La resurrezione è un atto creativo che si proietta nell’al di qua, attraverso un’anticipazione che noi chiamiamo profezia.
Vivere profeticamente la fede non vuol dire abolire le leggi dell’al di qua.  Ad esempio le leggi che regolano i matrimoni sono leggi giuste, le leggi che a livello psicologico e fisiologico regolano l’amore e la procreazione, sono leggi che hanno il loro spazio ed il loro tempo e non vanno manomesse con funeste immaginazioni dell’aldilà.
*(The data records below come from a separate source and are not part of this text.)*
use std::sync::Arc;
use std::time::Duration;

use shared_types::{
    Artifact, Classification, DecisionKind, HandoffEntry, RecordStatus, RequestRecord, RoutingRules,
    SelfImproveSettings, Severity, StageId,
};

use crate::{
    optimize_routing_rules, FileBackedRepository, OptimizationPolicy, OutcomeRecorder, OutcomeRepository,
    PerformanceData, RunOutcome, SelfImprover, UNCLASSIFIED,
};

fn finished_record(category: &str, status: RecordStatus, handoffs: usize) -> RequestRecord {
    let intake = StageId::from("receptionist");
    let mut record = RequestRecord::new("help", intake.clone());
    record
        .set_classification(Classification::new(category, Severity::Medium, 0.8).unwrap())
        .unwrap();
    for _ in 0..handoffs {
        record
            .record_decision(HandoffEntry {
                from_stage: intake.clone(),
                to_stage: StageId::from("problem_analyst"),
                reason: "category rule".into(),
                decision_kind: DecisionKind::Handoff,
                timestamp: chrono::Utc::now(),
            })
            .unwrap();
    }
    if status == RecordStatus::Escalated {
        record
            .record_decision(HandoffEntry {
                from_stage: intake.clone(),
                to_stage: intake.clone(),
                reason: "handoff limit exceeded".into(),
                decision_kind: DecisionKind::Escalate,
                timestamp: chrono::Utc::now(),
            })
            .unwrap();
    } else {
        record
            .set_artifact(Artifact::new("fix", vec!["step".into()], 0.9).unwrap())
            .unwrap();
    }
    record.freeze(status).unwrap();
    record
}

fn outcome(category: &str, status: RecordStatus, handoffs: usize) -> RunOutcome {
    RunOutcome::from_record(&finished_record(category, status, handoffs), Duration::from_millis(120))
}

fn enabled_settings() -> SelfImproveSettings {
    SelfImproveSettings {
        enabled: true,
        ..SelfImproveSettings::default()
    }
}

#[test]
fn outcome_captures_record_result() {
    let escalated = outcome("billing", RecordStatus::Escalated, 2);
    assert_eq!(escalated.category, "billing");
    assert_eq!(escalated.handoffs, 2);
    assert!(escalated.escalated());
    assert_eq!(escalated.escalation_reason.as_deref(), Some("handoff limit exceeded"));

    let record = RequestRecord::new("x", StageId::from("receptionist"));
    let unclassified = RunOutcome::from_record(&record, Duration::ZERO);
    assert_eq!(unclassified.category, UNCLASSIFIED);
    assert!(!unclassified.resolved());
}

#[test]
fn recorder_aggregates_per_category() {
    let recorder = OutcomeRecorder::new();
    recorder.record(&outcome("billing", RecordStatus::Completed, 1));
    recorder.record(&outcome("billing", RecordStatus::Escalated, 3));
    recorder.record(&outcome("technical", RecordStatus::Completed, 0));

    let data = recorder.snapshot();
    assert_eq!(data.total_runs(), 3);
    let billing = &data.categories["billing"];
    assert_eq!(billing.runs, 2);
    assert!((billing.success_rate - 0.5).abs() < 1e-9);
    assert!((billing.escalation_rate - 0.5).abs() < 1e-9);
    assert!((billing.avg_handoffs - 2.0).abs() < 1e-9);
    assert!((billing.avg_resolution_ms - 120.0).abs() < 1e-9);
}

#[tokio::test]
async fn concurrent_recording_loses_nothing() {
    let recorder = OutcomeRecorder::new();
    let mut tasks = Vec::new();
    for i in 0..8 {
        let recorder = recorder.clone();
        tasks.push(tokio::spawn(async move {
            let category = if i % 2 == 0 { "billing" } else { "account" };
            for _ in 0..25 {
                recorder.record(&outcome(category, RecordStatus::Completed, 1));
            }
        }));
    }
    for task in tasks {
        task.await.unwrap();
    }
    assert_eq!(recorder.total_runs(), 200);
    assert_eq!(recorder.snapshot().categories["account"].runs, 100);
}

#[test]
fn low_success_category_is_rerouted_to_expert() {
    let rules = RoutingRules::default();
    let recorder = OutcomeRecorder::new();
    for _ in 0..4 {
        recorder.record(&outcome("billing", RecordStatus::Escalated, 1));
    }
    recorder.record(&outcome("billing", RecordStatus::Completed, 1));

    let adjustment = optimize_routing_rules(&rules, &recorder.snapshot(), &OptimizationPolicy::default());
    assert_eq!(
        adjustment.update.category_routes.get("billing"),
        Some(&Some(StageId::from("solution_expert")))
    );
    assert!(adjustment.notes[0].ends_with("(optimized for success rate)"));

    let next = adjustment.update.apply_to(&rules);
    assert_eq!(next.category_route("billing"), Some(&StageId::from("solution_expert")));
    assert_eq!(next.category_route("account"), Some(&StageId::from("problem_analyst")));
}

#[test]
fn small_samples_and_expert_routes_are_left_alone() {
    let rules = RoutingRules::default();
    let recorder = OutcomeRecorder::new();
    for _ in 0..4 {
        recorder.record(&outcome("billing", RecordStatus::Escalated, 0));
    }
    for _ in 0..6 {
        recorder.record(&outcome("technical", RecordStatus::Escalated, 0));
    }

    let adjustment = optimize_routing_rules(&rules, &recorder.snapshot(), &OptimizationPolicy::default());
    assert!(adjustment.update.category_routes.is_empty());
}

#[test]
fn handoff_pressure_raises_self_reported_floor() {
    let rules = RoutingRules {
        max_handoffs: 4,
        ..RoutingRules::default()
    };
    let recorder = OutcomeRecorder::new();
    for _ in 0..5 {
        recorder.record(&outcome("technical", RecordStatus::Escalated, 3));
    }

    let adjustment = optimize_routing_rules(&rules, &recorder.snapshot(), &OptimizationPolicy::default());
    assert_eq!(adjustment.update.handoff_confidence_floor, Some(0.65));

    let capped = RoutingRules {
        handoff_confidence_floor: 0.88,
        ..rules.clone()
    };
    let adjustment = optimize_routing_rules(&capped, &recorder.snapshot(), &OptimizationPolicy::default());
    assert_eq!(adjustment.update.handoff_confidence_floor, Some(0.9));
}

#[test]
fn empty_data_proposes_nothing() {
    let adjustment = optimize_routing_rules(
        &RoutingRules::default(),
        &PerformanceData::default(),
        &OptimizationPolicy::default(),
    );
    assert!(adjustment.is_empty());
    assert!(adjustment.notes.is_empty());
}

#[tokio::test]
async fn disabled_improver_records_nothing() {
    let dir = tempfile::tempdir().unwrap();
    let path = dir.path().join("outcomes.ndjson");
    let improver = SelfImprover::new(SelfImproveSettings {
        store_path: Some(path.to_string_lossy().into_owned()),
        ..SelfImproveSettings::default()
    })
    .unwrap();

    tokio_test::assert_ok!(improver.record_outcome(&outcome("billing", RecordStatus::Completed, 0)).await);
    assert_eq!(improver.recorder().total_runs(), 0);
    assert!(!path.exists());
}

#[tokio::test]
async fn outcomes_persist_and_reload() {
    let dir = tempfile::tempdir().unwrap();
    let repo = Arc::new(FileBackedRepository::new(dir.path().join("nested/outcomes.ndjson")).unwrap());
    let improver = SelfImprover::new(enabled_settings()).unwrap().with_repository(repo.clone());

    for _ in 0..3 {
        improver
            .record_outcome(&outcome("billing", RecordStatus::Escalated, 1))
            .await
            .unwrap();
    }
    improver
        .record_outcome(&outcome("account", RecordStatus::Completed, 1))
        .await
        .unwrap();

    assert_eq!(repo.all().await.unwrap().len(), 4);
    assert_eq!(repo.by_category("billing").await.unwrap().len(), 3);

    let historical = improver.historical_performance().await.unwrap();
    assert_eq!(historical, improver.performance());
}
Però, dentro la trama della nostra esistenza, nel tempo e nella carne, c’è un’anticipazione – questo è il mistero di fondo – di ciò che avverrà.
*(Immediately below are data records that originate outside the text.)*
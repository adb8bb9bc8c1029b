// shared-types-rs/src/lib.rs
// Types shared by every crate of the stage orchestration engine

pub mod config;
pub mod decision;
pub mod errors;
pub mod record;

pub use config::{
    ControllerSettings, EngineConfig, LlmSettings, RoutingRules, RoutingRulesUpdate, SelfImproveSettings,
    StorageSettings, StoreBackend,
};
pub use decision::{reasons, DecisionKind, RoutingDecision, StageOutput, StageSignal};
pub use errors::{ConfigurationError, ExternalServiceError, RecordError, StageExecutionError, StageFailure};
pub use record::{
    Artifact, Classification, HandoffEntry, HistoryEntry, HistoryRole, RecordStatus, RequestRecord, Severity,
    StageId,
};
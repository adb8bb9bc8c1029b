// agent-registry-rs/src/catalog.rs
// Declarative stage catalog (config/stages.toml)

use std::env;
use std::path::Path;

use serde::Deserialize;
use shared_types::{ConfigurationError, StageId};

pub const CATALOG_PATH_VAR: &str = "STAGE_CATALOG";
pub const DEFAULT_CATALOG_PATH: &str = "config/stages.toml";

/// Configuration file structure for stages.toml
#[derive(Debug, Default, Deserialize)]
pub struct StageCatalog {
    #[serde(default, rename = "stage")]
    pub stages: Vec<StageDefinition>,
}

#[derive(Debug, Clone, Deserialize)]
pub struct StageDefinition {
    pub id: StageId,
    pub role: String,
    #[serde(default)]
    pub description: String,
    #[serde(default)]
    pub capabilities: Vec<String>,
}

impl StageCatalog {
    pub fn parse(contents: &str, origin: &str) -> Result<Self, ConfigurationError> {
        toml::from_str(contents).map_err(|e| ConfigurationError::Parse {
            path: origin.to_string(),
            detail: e.to_string(),
        })
    }

    /// Loads the catalog named by `STAGE_CATALOG` (default
    /// `config/stages.toml`). A missing file yields an empty catalog.
    pub async fn load() -> Result<Self, ConfigurationError> {
        let config_path = env::var(CATALOG_PATH_VAR).unwrap_or_else(|_| DEFAULT_CATALOG_PATH.to_string());
        Self::load_from(&config_path).await
    }

    pub async fn load_from(config_path: &str) -> Result<Self, ConfigurationError> {
        let path = Path::new(config_path);

        if !path.exists() {
            tracing::warn!("Stage catalog not found at {}, skipping declaration check", config_path);
            return Ok(Self::default());
        }

        let content = tokio::fs::read_to_string(path)
            .await
            .map_err(|e| ConfigurationError::Io {
                path: config_path.to_string(),
                detail: e.to_string(),
            })?;

        let catalog = Self::parse(&content, config_path)?;
        tracing::info!("Loaded {} stage definitions from {}", catalog.stages.len(), config_path);
        Ok(catalog)
    }

    pub fn find(&self, id: &StageId) -> Option<&StageDefinition> {
        self.stages.iter().find(|def| &def.id == id)
    }
}
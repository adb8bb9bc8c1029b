// data-router-rs/src/lib.rs
// Routing for the stage orchestration engine: a pure decision function over
// (record, stage signal, handoff trail) plus the shared, runtime-updatable
// rule table it reads from.

mod engine;
mod table;

pub use engine::RoutingEngine;
pub use table::{validate_against, RoutingTable};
Ciò che avverrà non è così estraneo, eterogeneo alle profonde attese della nostra natura da non poter combaciare con qualcosa che è dentro di noi, perché il Dio della creazione è lo stesso Dio della resurrezione.
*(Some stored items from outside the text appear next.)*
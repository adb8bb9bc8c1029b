// llm-service-rs/src/tests.rs
// Knowledge base tool and scripted model behaviour

use std::time::Duration;

use serde_json::json;

use crate::knowledge_base::{ARTICLE_TOOL, SEARCH_TOOL, SIMILAR_CASES_TOOL};
use crate::{InvokeOptions, KnowledgeBaseTool, LanguageModel, ScoredArticle, ScriptedModel, ToolService};

#[test]
fn search_scores_title_content_and_keywords() {
    let kb = KnowledgeBaseTool::new();

    // "login" hits kb_001 title (+3), content (+2) and a keyword (+1)
    let hits = kb.search("login", None, 5);
    assert_eq!(hits[0].article.id, "kb_001");
    assert_eq!(hits[0].relevance_score, 6);

    // "password" appears in kb_001 and kb_004 content and keywords
    let hits = kb.search("password", None, 5);
    let ids: Vec<&str> = hits.iter().map(|h| h.article.id.as_str()).collect();
    assert_eq!(ids, vec!["kb_001", "kb_004"]);

    let hits = kb.search("password", Some("account"), 5);
    assert_eq!(hits.len(), 1);
    assert_eq!(hits[0].article.id, "kb_004");

    assert!(kb.search("   ", None, 5).is_empty());
    assert_eq!(kb.search("account", None, 1).len(), 1);
}

#[test]
fn articles_can_be_added_and_listed() {
    let kb = KnowledgeBaseTool::new();
    let id = kb.add_article("Refund Timelines", "Refunds take 5-7 days.", "billing", vec!["refund".into()]);
    assert_eq!(id, "kb_005");
    assert_eq!(kb.article("kb_005").unwrap().title, "Refund Timelines");
    assert_eq!(kb.categories(), vec!["account", "billing", "technical"]);
}

#[tokio::test]
async fn tool_calls_dispatch_by_name() {
    let kb = KnowledgeBaseTool::new();

    let value = kb
        .call_tool(SEARCH_TOOL, json!({"query": "billing", "limit": 2}))
        .await
        .unwrap();
    let hits: Vec<ScoredArticle> = serde_json::from_value(value).unwrap();
    assert_eq!(hits[0].article.id, "kb_002");

    let value = kb.call_tool(ARTICLE_TOOL, json!({"id": "kb_003"})).await.unwrap();
    assert_eq!(value["title"], "API Integration Guide");
    assert!(kb.call_tool(ARTICLE_TOOL, json!({"id": "kb_999"})).await.unwrap().is_null());

    let cases = kb
        .call_tool(SIMILAR_CASES_TOOL, json!({"query": "I was charged twice on my billing statement"}))
        .await
        .unwrap();
    assert_eq!(cases, json!(["Case #5678: Related billing problem"]));

    let err = kb.call_tool("knowledge_base.delete", json!({})).await.unwrap_err();
    assert!(!err.transient);
    let err = kb.call_tool(SEARCH_TOOL, json!({"limit": 1})).await.unwrap_err();
    assert!(err.message.contains("query"));
}

#[tokio::test]
async fn scripted_model_matches_markers_in_order() {
    let model = ScriptedModel::new()
        .respond("Analyze this customer query", "Category: billing")
        .respond("customer", "generic customer reply")
        .otherwise("fallback");

    let options = InvokeOptions::default();
    assert_eq!(
        model.invoke("Analyze this customer query: refund", &options).await.unwrap(),
        "Category: billing"
    );
    assert_eq!(model.invoke("hello customer", &options).await.unwrap(), "generic customer reply");
    assert_eq!(model.invoke("unrelated", &options).await.unwrap(), "fallback");
    assert_eq!(model.calls(), 3);
    assert_eq!(model.prompts()[2], "unrelated");
}

#[tokio::test]
async fn scripted_model_injects_failures_then_recovers() {
    let model = ScriptedModel::new()
        .otherwise("ok")
        .failing(2, true)
        .with_delay(Duration::from_millis(1));

    let options = InvokeOptions::default();
    let first = model.invoke("a", &options).await.unwrap_err();
    assert!(first.transient);
    tokio_test::assert_err!(model.invoke("b", &options).await);
    assert_eq!(model.invoke("c", &options).await.unwrap(), "ok");
    assert_eq!(model.calls(), 3);
}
Le cose create sono già mosse verso l’evento ultimo anche se noi non possiamo stabilire finalismi continuativi, perché le decisioni di Dio creano fratture. Solo in Lui l’unità si ricompone.  ( Ernesto Balducci – da: “Gli ultimi tempi” – vol 3)
Questa prospettiva nuova e definitiva – come ci ricorda anche la prima lettura – esige scelte straordinariamente impegnative, come quelle fatte dalla famiglia dei Maccabei.   >>> La loro fede nella risurrezione dei morti e nella vita del mondo che verrà – per altro proclamata in una situazione di estrema drammaticità – suggerisce loro gesti e parole pieni di coraggio… : «È preferibile – dicono con fermezza – morire per mano degli uomini, quando da Dio si ha la speranza di essere da lui di nuovo risuscitati…». La fedeltà che contraddistingue i sette fratelli (e la loro madre) è una fedeltà costosa, non fatta di inchini e adulazioni, ma segnata da coerenza e limpidezza, senza ambiguità… ( N. Galantino )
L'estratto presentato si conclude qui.